Task item ▸ Word for word, set down every line of the entries below from the line with "upload_count, quality_score, updated_at)" to the line with "use crate::correlator::Outcome;", including both, and no other line.

[Opening Input records section]

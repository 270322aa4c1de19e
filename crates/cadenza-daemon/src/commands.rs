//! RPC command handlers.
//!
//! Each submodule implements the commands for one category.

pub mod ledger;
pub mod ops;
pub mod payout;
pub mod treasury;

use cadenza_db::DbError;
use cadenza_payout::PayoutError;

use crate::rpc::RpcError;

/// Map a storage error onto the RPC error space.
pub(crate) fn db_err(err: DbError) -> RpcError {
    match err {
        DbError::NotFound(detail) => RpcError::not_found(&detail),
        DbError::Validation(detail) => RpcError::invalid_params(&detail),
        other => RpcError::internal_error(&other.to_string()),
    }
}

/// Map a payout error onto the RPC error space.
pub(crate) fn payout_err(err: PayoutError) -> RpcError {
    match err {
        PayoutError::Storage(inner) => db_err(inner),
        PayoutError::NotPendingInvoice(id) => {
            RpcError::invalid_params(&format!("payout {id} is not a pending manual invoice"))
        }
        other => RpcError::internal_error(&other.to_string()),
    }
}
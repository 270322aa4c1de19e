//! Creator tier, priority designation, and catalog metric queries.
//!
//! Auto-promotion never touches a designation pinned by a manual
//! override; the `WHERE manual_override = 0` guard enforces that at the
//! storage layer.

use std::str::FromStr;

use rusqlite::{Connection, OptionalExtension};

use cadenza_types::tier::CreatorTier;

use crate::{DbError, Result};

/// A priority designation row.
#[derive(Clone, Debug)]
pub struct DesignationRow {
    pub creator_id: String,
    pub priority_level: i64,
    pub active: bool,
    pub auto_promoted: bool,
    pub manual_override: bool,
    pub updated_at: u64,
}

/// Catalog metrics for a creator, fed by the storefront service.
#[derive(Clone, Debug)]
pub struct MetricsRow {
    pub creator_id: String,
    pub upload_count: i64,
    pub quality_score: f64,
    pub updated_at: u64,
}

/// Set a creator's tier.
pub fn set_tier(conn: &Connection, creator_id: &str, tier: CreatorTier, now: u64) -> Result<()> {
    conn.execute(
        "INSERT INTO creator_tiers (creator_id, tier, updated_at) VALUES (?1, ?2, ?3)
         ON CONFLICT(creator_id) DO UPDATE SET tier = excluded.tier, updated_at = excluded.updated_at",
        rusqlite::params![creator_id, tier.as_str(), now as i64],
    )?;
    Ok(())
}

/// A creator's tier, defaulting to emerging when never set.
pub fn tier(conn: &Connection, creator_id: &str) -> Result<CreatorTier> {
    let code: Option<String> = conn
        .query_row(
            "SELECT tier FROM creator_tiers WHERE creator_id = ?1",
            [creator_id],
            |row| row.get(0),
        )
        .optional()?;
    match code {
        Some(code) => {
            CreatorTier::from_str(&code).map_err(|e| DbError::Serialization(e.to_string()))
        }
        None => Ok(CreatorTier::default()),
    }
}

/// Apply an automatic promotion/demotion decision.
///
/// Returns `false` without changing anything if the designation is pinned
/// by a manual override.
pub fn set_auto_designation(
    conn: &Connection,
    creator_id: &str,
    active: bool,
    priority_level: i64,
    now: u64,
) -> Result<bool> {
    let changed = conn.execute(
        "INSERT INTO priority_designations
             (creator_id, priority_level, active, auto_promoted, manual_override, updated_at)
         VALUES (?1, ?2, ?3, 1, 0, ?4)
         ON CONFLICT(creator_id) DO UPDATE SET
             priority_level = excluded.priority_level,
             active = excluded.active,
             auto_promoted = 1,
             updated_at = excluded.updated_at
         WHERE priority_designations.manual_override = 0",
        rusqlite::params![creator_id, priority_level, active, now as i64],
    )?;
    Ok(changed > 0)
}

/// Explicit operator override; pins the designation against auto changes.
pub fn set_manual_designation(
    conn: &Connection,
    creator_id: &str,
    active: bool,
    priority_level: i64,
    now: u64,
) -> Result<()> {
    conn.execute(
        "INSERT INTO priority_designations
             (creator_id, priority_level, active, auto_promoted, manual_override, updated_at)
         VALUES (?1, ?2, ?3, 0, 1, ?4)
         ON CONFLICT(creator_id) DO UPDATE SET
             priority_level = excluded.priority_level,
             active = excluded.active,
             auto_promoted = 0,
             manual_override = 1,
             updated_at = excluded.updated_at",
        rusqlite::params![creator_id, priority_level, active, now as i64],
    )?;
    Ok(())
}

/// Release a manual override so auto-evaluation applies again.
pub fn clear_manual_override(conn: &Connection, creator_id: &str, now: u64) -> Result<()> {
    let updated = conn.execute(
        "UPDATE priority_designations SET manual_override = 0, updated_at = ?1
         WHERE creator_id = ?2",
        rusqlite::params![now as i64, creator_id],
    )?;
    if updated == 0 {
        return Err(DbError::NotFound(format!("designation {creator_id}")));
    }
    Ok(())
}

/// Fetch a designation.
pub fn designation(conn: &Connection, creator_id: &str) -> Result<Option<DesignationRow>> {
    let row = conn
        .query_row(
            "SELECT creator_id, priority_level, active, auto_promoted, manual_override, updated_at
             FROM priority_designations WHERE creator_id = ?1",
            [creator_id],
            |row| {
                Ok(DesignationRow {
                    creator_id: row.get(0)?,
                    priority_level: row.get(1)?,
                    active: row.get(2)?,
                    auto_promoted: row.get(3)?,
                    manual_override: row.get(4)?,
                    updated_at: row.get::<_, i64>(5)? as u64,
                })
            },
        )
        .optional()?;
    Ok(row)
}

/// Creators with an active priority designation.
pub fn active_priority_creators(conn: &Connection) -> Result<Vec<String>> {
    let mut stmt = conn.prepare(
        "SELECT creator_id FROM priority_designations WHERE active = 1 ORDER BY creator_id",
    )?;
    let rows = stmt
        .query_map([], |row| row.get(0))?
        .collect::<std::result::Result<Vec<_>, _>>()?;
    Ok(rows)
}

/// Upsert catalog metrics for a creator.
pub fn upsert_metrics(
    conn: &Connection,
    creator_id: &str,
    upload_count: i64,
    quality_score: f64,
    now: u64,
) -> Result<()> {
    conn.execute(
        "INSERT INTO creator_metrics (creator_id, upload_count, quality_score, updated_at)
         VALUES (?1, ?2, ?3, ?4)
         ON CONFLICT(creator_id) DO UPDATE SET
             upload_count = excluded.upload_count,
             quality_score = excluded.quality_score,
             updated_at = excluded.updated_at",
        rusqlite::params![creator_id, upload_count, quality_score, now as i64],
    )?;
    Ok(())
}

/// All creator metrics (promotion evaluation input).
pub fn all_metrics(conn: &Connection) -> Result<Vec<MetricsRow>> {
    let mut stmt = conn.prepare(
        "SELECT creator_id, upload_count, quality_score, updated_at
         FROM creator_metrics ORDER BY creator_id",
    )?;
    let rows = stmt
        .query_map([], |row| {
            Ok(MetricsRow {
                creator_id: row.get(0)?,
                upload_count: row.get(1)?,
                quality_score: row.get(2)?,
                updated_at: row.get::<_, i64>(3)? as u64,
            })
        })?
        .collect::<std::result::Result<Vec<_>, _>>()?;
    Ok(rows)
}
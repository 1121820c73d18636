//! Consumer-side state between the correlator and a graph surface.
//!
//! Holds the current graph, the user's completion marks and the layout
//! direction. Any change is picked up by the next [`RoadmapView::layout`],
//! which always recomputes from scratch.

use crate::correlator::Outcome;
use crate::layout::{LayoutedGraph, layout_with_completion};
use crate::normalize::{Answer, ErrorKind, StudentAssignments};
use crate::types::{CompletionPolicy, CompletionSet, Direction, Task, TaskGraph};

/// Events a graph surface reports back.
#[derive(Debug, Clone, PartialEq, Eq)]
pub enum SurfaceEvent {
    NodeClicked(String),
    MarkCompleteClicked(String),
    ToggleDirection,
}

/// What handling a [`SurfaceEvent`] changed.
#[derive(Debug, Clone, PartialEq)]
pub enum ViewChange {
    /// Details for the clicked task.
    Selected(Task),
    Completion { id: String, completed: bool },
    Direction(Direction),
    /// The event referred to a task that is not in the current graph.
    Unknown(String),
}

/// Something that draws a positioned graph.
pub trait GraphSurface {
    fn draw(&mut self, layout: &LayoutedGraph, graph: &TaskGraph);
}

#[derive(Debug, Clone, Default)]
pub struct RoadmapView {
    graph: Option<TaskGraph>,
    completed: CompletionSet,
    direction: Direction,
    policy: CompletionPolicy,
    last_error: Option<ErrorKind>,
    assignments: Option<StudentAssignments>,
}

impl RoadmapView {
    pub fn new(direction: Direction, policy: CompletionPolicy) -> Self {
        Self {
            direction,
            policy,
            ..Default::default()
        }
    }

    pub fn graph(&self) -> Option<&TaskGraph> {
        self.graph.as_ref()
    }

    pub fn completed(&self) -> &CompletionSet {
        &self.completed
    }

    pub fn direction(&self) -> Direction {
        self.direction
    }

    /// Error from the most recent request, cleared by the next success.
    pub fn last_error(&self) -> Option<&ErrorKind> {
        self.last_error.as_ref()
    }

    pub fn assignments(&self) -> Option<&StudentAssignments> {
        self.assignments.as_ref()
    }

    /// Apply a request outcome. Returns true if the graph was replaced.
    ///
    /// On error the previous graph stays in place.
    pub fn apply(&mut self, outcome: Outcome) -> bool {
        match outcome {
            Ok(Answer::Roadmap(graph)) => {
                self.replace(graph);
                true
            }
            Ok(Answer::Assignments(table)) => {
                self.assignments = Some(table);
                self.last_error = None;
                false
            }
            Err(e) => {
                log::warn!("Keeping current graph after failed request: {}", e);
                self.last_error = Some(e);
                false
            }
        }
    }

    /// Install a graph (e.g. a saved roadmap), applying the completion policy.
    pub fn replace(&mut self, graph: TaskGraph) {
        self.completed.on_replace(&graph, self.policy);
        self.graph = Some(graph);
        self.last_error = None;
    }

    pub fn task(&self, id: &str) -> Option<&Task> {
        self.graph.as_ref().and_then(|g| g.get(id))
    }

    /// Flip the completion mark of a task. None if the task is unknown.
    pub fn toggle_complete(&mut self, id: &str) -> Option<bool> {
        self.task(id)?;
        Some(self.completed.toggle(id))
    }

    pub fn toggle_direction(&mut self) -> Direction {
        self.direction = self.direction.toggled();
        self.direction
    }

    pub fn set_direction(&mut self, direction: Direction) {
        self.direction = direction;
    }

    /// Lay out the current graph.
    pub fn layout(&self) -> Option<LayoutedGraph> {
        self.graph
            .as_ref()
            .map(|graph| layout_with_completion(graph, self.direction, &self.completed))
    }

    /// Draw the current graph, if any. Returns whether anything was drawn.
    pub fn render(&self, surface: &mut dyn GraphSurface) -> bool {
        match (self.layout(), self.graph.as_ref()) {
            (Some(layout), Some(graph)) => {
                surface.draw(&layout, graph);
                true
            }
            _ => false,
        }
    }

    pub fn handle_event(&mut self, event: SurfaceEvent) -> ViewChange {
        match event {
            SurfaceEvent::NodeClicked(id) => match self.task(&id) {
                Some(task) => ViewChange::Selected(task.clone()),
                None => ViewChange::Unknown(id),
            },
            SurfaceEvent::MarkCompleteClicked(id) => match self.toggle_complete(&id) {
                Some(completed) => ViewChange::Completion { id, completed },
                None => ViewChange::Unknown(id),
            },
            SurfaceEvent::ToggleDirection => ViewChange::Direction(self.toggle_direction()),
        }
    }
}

[Closing Input records section]

Exercise response ▸
        "INSERT INTO creator_metrics (creator_id, upload_count, quality_score, updated_at)
         VALUES (?1, ?2, ?3, ?4)
         ON CONFLICT(creator_id) DO UPDATE SET
             upload_count = excluded.upload_count,
             quality_score = excluded.quality_score,
             updated_at = excluded.updated_at",
        rusqlite::params![creator_id, upload_count, quality_score, now as i64],
    )?;
    Ok(())
}

/// All creator metrics (promotion evaluation input).
pub fn all_metrics(conn: &Connection) -> Result<Vec<MetricsRow>> {
    let mut stmt = conn.prepare(
        "SELECT creator_id, upload_count, quality_score, updated_at
         FROM creator_metrics ORDER BY creator_id",
    )?;
    let rows = stmt
        .query_map([], |row| {
            Ok(MetricsRow {
                creator_id: row.get(0)?,
                upload_count: row.get(1)?,
                quality_score: row.get(2)?,
                updated_at: row.get::<_, i64>(3)? as u64,
            })
        })?
        .collect::<std::result::Result<Vec<_>, _>>()?;
    Ok(rows)
}
repository 1121820c73d18636
//! Consumer-side state between the correlator and a graph surface.
//!
//! Holds the current graph, the user's completion marks and the layout
//! direction. Any change is picked up by the next [`RoadmapView::layout`],
//! which always recomputes from scratch.

use crate::correlator::Outcome;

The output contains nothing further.